[Saved entries]
== == ==

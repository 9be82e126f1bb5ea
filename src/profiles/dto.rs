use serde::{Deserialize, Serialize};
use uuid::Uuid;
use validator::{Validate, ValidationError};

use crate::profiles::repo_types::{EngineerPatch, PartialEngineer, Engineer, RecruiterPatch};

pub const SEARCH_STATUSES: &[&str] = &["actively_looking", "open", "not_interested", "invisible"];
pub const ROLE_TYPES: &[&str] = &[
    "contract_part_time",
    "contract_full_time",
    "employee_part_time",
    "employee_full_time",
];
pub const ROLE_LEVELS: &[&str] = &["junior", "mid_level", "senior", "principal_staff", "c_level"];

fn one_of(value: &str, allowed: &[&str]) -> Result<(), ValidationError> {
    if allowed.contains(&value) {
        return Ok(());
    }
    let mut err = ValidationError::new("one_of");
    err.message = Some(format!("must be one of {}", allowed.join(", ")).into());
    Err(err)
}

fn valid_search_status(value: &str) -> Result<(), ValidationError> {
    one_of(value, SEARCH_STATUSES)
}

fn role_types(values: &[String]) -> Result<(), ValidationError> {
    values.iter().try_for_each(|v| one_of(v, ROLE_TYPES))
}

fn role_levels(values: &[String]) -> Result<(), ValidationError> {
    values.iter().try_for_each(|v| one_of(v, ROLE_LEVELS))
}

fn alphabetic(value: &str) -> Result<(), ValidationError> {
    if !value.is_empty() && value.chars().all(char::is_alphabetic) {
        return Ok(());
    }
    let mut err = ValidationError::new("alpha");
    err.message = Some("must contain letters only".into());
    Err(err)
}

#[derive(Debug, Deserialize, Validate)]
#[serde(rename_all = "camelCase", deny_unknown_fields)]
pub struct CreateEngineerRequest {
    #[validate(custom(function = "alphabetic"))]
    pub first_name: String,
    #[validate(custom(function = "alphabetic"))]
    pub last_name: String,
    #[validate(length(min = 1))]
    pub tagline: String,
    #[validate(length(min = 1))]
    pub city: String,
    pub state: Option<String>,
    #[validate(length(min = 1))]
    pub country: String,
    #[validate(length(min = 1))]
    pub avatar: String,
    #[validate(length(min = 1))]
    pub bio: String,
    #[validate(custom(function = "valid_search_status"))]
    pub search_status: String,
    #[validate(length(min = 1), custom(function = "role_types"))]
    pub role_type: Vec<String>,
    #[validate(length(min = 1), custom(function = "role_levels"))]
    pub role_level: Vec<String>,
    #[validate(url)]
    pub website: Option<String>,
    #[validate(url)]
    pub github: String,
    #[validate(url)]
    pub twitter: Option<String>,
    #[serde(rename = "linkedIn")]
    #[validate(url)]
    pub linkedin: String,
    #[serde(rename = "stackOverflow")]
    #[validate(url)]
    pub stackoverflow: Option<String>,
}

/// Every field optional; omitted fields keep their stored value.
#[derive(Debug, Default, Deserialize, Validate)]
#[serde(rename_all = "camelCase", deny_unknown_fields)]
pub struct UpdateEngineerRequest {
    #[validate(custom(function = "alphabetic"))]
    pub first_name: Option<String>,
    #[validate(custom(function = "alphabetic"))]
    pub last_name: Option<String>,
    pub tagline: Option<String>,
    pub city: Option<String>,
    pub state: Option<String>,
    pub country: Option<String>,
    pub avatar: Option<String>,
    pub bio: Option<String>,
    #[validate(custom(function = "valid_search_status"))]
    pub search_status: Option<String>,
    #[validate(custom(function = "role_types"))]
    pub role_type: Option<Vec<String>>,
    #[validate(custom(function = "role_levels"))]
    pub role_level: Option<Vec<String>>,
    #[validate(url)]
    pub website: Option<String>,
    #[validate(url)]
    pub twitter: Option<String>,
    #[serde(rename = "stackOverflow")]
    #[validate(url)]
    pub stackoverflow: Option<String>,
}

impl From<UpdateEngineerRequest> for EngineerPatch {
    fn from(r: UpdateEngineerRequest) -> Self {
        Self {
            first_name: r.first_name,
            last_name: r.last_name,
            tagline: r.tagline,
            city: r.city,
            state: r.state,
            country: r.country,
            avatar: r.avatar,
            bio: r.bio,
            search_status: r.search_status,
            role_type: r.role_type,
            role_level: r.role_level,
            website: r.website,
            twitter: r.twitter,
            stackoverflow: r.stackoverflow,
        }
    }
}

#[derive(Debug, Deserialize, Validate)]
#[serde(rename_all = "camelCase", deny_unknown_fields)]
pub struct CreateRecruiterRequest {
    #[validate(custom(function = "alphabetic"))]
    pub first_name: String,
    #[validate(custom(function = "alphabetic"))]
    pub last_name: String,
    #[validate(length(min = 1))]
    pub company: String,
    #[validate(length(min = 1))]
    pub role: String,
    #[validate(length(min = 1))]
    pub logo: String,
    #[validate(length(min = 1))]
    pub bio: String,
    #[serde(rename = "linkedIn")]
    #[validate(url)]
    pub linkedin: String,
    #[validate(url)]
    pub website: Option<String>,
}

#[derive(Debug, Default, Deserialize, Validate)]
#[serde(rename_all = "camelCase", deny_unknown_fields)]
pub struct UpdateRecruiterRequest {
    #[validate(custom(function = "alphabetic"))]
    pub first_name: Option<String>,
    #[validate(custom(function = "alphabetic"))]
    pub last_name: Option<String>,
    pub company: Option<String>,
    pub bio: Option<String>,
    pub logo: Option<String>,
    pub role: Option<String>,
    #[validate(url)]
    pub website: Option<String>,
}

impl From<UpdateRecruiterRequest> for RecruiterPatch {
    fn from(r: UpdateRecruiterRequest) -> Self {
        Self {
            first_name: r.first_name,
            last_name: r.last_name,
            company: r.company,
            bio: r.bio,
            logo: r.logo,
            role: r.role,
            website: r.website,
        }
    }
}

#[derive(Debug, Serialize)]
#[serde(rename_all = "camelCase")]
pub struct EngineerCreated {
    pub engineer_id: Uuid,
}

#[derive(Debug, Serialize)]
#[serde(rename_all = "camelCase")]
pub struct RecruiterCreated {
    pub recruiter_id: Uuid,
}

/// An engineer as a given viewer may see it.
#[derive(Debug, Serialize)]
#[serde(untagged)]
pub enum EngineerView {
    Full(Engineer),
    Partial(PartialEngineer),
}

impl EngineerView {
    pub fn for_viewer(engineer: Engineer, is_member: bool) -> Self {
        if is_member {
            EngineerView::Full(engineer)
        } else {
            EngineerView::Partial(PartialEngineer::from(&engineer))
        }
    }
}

== == ==

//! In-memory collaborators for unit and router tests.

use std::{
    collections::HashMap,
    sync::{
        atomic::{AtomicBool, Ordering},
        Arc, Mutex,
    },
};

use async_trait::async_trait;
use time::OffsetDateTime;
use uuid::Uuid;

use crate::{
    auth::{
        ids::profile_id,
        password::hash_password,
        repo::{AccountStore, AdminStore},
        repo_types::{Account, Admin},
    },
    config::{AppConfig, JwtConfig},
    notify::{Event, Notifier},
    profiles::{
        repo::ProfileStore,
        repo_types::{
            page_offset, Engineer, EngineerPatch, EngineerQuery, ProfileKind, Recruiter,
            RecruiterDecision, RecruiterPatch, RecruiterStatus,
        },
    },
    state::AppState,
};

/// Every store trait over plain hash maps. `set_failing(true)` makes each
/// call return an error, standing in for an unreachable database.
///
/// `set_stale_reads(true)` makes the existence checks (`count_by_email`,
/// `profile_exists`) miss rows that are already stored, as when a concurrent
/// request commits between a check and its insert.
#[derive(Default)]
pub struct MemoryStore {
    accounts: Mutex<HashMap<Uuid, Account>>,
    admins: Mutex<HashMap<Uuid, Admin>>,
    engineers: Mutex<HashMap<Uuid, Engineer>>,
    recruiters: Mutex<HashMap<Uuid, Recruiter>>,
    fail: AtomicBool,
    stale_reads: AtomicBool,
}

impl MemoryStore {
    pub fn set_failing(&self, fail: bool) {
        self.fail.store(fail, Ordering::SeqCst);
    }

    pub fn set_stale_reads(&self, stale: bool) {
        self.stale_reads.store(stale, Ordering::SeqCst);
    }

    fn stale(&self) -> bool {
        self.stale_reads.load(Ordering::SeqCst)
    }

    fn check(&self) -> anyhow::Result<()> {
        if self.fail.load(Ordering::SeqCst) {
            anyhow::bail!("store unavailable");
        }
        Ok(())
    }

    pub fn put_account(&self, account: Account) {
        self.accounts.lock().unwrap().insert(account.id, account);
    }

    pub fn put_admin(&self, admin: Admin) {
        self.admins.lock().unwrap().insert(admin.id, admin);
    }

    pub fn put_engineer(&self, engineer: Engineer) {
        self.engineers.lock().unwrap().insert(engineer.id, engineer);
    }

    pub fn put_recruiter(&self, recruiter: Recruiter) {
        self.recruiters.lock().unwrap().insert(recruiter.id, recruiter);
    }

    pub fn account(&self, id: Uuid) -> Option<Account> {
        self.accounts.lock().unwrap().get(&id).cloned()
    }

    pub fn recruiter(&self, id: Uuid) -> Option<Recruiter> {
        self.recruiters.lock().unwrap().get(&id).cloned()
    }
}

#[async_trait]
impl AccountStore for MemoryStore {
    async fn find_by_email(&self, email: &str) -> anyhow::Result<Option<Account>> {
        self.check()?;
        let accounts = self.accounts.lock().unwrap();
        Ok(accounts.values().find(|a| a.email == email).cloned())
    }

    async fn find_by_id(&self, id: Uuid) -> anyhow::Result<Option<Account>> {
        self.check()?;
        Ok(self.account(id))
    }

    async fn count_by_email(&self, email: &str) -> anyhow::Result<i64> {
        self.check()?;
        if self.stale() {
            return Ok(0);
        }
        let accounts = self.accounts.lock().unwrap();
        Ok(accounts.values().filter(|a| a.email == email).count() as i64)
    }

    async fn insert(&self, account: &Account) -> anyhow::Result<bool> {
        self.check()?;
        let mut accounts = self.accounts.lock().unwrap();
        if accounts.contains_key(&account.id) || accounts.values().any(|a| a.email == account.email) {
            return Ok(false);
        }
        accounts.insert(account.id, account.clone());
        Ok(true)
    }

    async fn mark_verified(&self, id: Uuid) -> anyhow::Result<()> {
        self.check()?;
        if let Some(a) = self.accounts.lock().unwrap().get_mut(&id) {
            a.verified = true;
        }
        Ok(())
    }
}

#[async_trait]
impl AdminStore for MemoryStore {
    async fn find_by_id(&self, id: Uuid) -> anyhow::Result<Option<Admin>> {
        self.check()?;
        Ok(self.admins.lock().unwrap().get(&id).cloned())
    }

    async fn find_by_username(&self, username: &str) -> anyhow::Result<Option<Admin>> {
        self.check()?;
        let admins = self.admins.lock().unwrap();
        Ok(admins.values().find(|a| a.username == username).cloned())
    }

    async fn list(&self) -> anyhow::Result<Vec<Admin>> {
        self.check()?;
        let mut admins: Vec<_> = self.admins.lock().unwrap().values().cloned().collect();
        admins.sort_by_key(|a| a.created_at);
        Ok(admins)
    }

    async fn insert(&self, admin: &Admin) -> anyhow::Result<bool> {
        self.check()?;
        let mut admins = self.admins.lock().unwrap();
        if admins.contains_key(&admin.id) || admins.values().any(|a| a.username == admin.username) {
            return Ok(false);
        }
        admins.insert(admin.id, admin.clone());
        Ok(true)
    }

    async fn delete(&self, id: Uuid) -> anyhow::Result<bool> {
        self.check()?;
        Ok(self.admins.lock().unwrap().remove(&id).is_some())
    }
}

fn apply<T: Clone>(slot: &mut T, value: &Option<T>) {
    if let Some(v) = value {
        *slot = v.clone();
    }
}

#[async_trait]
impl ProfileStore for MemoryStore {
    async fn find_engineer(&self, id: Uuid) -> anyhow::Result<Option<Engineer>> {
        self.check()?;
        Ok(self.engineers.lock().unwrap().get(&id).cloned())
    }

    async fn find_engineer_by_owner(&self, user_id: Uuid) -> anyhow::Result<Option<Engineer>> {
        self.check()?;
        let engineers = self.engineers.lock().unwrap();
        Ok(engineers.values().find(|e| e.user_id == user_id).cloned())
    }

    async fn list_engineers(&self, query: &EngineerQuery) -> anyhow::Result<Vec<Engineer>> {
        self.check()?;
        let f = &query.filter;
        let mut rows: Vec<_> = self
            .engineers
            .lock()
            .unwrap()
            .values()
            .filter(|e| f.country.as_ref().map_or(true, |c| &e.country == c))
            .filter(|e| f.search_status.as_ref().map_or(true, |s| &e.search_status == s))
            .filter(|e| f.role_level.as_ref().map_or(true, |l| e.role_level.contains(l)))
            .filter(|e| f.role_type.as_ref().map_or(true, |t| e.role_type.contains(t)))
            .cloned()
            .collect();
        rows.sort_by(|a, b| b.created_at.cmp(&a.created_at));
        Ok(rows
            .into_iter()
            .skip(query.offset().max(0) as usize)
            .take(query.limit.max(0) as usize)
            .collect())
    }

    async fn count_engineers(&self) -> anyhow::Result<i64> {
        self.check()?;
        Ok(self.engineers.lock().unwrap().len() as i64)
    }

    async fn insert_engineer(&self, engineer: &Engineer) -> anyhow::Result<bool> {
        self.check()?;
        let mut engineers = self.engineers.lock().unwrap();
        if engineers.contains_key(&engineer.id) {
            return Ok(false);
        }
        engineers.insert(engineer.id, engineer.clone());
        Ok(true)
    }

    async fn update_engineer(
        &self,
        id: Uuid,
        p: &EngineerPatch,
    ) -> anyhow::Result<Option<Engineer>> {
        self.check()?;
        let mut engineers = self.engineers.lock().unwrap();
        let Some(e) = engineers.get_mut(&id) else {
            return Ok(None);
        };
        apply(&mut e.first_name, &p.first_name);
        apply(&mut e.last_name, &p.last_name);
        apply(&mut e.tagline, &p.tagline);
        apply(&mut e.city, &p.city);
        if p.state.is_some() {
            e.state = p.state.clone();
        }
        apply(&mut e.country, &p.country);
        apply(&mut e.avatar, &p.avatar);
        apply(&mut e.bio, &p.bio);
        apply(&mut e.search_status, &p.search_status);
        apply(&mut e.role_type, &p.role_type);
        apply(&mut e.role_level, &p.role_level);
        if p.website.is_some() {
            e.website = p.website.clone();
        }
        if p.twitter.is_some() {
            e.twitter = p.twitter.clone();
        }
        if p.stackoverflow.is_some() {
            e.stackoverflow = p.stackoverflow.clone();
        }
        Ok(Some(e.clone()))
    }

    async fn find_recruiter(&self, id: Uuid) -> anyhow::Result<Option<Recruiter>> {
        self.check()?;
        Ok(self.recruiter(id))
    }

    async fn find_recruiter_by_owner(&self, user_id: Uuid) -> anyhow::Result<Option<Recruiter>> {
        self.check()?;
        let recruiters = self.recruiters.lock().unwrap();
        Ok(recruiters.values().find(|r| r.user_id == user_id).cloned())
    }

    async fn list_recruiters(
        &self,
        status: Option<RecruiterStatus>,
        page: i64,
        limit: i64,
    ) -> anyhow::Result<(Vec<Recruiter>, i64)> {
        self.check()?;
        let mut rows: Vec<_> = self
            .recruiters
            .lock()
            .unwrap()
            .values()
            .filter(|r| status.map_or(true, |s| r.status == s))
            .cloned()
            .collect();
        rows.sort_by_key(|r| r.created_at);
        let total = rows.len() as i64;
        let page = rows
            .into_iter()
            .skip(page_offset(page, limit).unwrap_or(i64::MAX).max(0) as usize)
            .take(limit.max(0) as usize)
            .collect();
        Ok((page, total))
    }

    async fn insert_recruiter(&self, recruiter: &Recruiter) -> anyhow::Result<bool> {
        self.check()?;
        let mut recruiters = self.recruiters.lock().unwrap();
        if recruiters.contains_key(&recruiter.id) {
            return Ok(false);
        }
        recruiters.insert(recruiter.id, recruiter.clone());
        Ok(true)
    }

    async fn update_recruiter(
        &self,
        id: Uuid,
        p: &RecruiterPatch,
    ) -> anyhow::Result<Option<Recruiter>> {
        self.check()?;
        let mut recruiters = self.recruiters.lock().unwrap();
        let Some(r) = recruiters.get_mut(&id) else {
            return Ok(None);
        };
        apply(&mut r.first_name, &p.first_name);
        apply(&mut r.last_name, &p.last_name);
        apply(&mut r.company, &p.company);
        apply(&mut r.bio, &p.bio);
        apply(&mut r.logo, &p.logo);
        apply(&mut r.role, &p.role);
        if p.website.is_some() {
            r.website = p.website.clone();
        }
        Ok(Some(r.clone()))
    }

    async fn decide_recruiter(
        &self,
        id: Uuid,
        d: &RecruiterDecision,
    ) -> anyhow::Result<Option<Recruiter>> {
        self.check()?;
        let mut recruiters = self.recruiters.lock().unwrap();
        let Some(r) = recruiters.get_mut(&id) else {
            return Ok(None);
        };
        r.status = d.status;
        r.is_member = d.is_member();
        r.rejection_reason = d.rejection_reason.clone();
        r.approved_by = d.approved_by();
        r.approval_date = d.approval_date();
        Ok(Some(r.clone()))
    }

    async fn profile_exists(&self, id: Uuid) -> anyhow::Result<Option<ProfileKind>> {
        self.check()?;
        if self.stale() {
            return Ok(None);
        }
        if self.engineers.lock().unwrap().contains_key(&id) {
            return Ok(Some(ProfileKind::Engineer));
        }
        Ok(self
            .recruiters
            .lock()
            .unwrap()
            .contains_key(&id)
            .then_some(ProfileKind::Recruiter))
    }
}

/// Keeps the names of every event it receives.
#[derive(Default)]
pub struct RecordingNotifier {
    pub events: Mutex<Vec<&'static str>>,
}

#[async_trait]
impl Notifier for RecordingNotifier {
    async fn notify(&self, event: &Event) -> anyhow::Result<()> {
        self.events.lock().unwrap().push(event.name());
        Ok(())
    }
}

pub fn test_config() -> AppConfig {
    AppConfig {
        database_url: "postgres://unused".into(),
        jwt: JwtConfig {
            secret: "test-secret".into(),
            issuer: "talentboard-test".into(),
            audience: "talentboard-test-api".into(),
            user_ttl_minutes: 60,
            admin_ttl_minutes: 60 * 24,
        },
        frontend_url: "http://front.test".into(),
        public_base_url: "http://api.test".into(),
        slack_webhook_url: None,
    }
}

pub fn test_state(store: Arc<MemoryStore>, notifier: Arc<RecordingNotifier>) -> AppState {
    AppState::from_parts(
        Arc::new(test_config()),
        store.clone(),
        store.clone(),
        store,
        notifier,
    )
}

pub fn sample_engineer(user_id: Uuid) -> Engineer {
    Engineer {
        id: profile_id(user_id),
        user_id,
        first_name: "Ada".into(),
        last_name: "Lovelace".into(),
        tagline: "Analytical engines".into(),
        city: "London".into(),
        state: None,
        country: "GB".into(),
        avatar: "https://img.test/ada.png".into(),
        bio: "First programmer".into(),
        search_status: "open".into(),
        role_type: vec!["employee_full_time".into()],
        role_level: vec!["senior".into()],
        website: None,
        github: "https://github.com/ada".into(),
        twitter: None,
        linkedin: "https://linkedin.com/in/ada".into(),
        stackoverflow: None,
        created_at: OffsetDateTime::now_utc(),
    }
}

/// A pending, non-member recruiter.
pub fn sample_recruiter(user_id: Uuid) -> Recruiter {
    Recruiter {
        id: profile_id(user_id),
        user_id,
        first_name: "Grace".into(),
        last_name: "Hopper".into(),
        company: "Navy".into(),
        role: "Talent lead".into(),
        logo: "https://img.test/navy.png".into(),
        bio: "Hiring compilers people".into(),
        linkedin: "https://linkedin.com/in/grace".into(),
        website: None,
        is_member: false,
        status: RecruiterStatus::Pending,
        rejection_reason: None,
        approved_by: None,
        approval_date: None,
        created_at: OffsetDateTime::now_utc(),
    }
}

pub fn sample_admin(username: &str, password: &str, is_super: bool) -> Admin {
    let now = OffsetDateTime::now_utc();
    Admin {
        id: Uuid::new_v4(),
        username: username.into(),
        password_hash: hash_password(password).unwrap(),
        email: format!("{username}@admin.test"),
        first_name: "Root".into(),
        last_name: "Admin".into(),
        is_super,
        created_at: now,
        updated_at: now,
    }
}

== == ==

Count the lines in the records above that contain "AccountStore". Reply with the number only.

2